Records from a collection
────────────────

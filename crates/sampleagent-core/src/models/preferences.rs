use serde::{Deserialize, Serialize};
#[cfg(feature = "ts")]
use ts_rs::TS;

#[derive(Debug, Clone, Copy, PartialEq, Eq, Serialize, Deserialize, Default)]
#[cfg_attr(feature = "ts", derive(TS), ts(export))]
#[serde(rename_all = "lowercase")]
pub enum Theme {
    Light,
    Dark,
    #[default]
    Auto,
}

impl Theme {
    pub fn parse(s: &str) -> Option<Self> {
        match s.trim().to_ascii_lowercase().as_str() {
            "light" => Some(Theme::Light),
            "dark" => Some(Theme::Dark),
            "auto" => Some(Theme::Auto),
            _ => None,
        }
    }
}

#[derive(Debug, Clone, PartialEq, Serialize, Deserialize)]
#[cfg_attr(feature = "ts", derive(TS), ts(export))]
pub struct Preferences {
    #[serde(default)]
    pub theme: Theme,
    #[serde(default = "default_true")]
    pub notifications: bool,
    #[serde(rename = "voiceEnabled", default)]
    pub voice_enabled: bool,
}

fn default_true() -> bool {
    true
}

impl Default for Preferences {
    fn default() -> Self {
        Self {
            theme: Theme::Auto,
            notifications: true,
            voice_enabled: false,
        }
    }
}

────────────────

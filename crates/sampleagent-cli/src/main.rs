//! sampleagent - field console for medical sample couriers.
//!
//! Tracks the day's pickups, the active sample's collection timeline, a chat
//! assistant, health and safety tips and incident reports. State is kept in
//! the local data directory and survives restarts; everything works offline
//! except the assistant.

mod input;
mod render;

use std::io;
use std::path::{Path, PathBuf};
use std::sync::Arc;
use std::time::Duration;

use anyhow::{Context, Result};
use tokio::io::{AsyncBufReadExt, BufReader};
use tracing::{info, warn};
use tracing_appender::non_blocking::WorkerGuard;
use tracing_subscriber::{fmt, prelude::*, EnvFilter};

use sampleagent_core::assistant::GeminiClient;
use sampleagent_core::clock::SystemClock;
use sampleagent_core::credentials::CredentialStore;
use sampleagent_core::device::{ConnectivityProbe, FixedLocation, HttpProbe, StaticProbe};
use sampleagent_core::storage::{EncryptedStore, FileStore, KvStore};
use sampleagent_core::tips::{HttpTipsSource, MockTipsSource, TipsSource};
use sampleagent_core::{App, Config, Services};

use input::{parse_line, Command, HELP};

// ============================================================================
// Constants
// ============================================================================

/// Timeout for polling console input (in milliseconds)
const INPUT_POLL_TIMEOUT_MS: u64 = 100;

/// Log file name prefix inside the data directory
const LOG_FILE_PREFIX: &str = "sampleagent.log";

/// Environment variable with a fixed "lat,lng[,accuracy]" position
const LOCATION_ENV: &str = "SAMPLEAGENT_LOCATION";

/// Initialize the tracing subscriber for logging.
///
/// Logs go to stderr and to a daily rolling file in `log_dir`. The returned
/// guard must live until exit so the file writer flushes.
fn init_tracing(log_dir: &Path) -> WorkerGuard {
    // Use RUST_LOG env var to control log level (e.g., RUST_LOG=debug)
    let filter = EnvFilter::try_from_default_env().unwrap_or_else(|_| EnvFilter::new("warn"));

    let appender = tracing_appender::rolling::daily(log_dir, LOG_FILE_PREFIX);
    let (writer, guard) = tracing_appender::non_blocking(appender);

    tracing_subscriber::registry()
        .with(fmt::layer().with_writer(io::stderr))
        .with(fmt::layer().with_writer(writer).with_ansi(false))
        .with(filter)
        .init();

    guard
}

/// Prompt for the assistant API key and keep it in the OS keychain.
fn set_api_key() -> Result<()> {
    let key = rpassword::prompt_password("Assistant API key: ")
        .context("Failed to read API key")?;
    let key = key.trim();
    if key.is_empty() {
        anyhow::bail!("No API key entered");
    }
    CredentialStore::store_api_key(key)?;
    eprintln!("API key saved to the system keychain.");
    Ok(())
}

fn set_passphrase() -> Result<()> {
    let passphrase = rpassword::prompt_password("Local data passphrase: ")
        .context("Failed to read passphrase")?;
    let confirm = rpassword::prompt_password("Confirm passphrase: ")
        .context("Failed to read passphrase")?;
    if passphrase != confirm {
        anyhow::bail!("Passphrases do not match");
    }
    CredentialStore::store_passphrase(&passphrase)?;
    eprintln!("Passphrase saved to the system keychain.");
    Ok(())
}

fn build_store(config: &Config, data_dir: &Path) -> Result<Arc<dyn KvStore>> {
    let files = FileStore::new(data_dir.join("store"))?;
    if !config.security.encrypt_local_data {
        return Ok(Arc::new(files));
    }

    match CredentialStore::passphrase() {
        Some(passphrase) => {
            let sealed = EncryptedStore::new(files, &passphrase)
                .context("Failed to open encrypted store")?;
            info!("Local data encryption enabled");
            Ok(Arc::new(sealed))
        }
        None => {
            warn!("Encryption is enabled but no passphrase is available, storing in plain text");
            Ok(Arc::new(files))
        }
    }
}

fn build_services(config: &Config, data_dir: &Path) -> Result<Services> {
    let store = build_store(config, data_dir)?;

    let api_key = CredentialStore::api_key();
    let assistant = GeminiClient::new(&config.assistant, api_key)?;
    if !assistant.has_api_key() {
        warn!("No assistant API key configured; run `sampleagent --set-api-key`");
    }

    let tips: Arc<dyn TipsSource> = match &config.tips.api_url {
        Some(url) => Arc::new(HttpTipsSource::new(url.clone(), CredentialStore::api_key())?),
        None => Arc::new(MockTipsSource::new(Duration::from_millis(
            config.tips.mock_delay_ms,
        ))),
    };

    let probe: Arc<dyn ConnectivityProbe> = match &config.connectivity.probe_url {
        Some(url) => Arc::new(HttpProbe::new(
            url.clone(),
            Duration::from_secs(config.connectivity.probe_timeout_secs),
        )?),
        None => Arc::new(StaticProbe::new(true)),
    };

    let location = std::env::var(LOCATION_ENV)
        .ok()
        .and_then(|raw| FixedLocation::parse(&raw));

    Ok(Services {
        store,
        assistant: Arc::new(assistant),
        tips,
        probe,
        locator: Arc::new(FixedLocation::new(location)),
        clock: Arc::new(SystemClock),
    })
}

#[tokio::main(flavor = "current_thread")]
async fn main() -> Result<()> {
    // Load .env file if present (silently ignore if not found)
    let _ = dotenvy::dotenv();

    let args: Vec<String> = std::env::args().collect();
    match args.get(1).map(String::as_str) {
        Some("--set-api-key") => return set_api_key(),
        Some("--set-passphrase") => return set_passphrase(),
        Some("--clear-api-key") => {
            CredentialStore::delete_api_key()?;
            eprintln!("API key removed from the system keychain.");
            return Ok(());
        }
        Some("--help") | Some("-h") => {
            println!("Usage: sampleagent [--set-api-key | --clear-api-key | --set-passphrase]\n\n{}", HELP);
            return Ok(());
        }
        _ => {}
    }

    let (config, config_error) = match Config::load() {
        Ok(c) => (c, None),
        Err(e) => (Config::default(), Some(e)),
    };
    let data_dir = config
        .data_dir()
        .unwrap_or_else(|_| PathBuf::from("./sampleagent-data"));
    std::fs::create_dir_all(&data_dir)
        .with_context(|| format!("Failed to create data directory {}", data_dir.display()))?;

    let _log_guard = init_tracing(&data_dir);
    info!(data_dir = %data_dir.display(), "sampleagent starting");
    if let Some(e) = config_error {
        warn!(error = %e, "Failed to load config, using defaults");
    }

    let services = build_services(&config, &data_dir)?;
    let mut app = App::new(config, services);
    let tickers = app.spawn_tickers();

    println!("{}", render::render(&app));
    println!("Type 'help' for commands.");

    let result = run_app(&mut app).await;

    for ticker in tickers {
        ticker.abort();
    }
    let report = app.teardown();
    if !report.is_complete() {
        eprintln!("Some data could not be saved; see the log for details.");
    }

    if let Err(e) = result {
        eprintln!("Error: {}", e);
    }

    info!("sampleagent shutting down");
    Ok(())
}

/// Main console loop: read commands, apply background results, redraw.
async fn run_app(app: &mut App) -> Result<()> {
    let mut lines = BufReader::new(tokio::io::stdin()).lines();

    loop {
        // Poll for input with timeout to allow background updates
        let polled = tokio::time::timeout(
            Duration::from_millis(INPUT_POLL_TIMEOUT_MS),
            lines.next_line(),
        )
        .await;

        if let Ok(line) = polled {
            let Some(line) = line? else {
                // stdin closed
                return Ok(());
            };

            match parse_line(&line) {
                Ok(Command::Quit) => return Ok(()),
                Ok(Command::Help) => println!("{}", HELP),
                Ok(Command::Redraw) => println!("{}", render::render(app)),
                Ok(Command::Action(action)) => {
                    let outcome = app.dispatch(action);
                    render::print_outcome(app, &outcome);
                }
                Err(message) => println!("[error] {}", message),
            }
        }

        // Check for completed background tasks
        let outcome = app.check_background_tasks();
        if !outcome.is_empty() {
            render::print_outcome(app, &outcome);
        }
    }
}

────────────────

◆ **TASK**:
All lines above from the one holding "let key = key.trim();" to the one holding "fn build_store(config: &Config, data_dir: &Path)", inclusive, are to be copied exactly; no other line is wanted.

◆ **WRITTEN RESPONSE**:
    let key = key.trim();
    if key.is_empty() {
        anyhow::bail!("No API key entered");
    }
    CredentialStore::store_api_key(key)?;
    eprintln!("API key saved to the system keychain.");
    Ok(())
}

fn set_passphrase() -> Result<()> {
    let passphrase = rpassword::prompt_password("Local data passphrase: ")
        .context("Failed to read passphrase")?;
    let confirm = rpassword::prompt_password("Confirm passphrase: ")
        .context("Failed to read passphrase")?;
    if passphrase != confirm {
        anyhow::bail!("Passphrases do not match");
    }
    CredentialStore::store_passphrase(&passphrase)?;
    eprintln!("Passphrase saved to the system keychain.");
    Ok(())
}

fn build_store(config: &Config, data_dir: &Path) -> Result<Arc<dyn KvStore>> {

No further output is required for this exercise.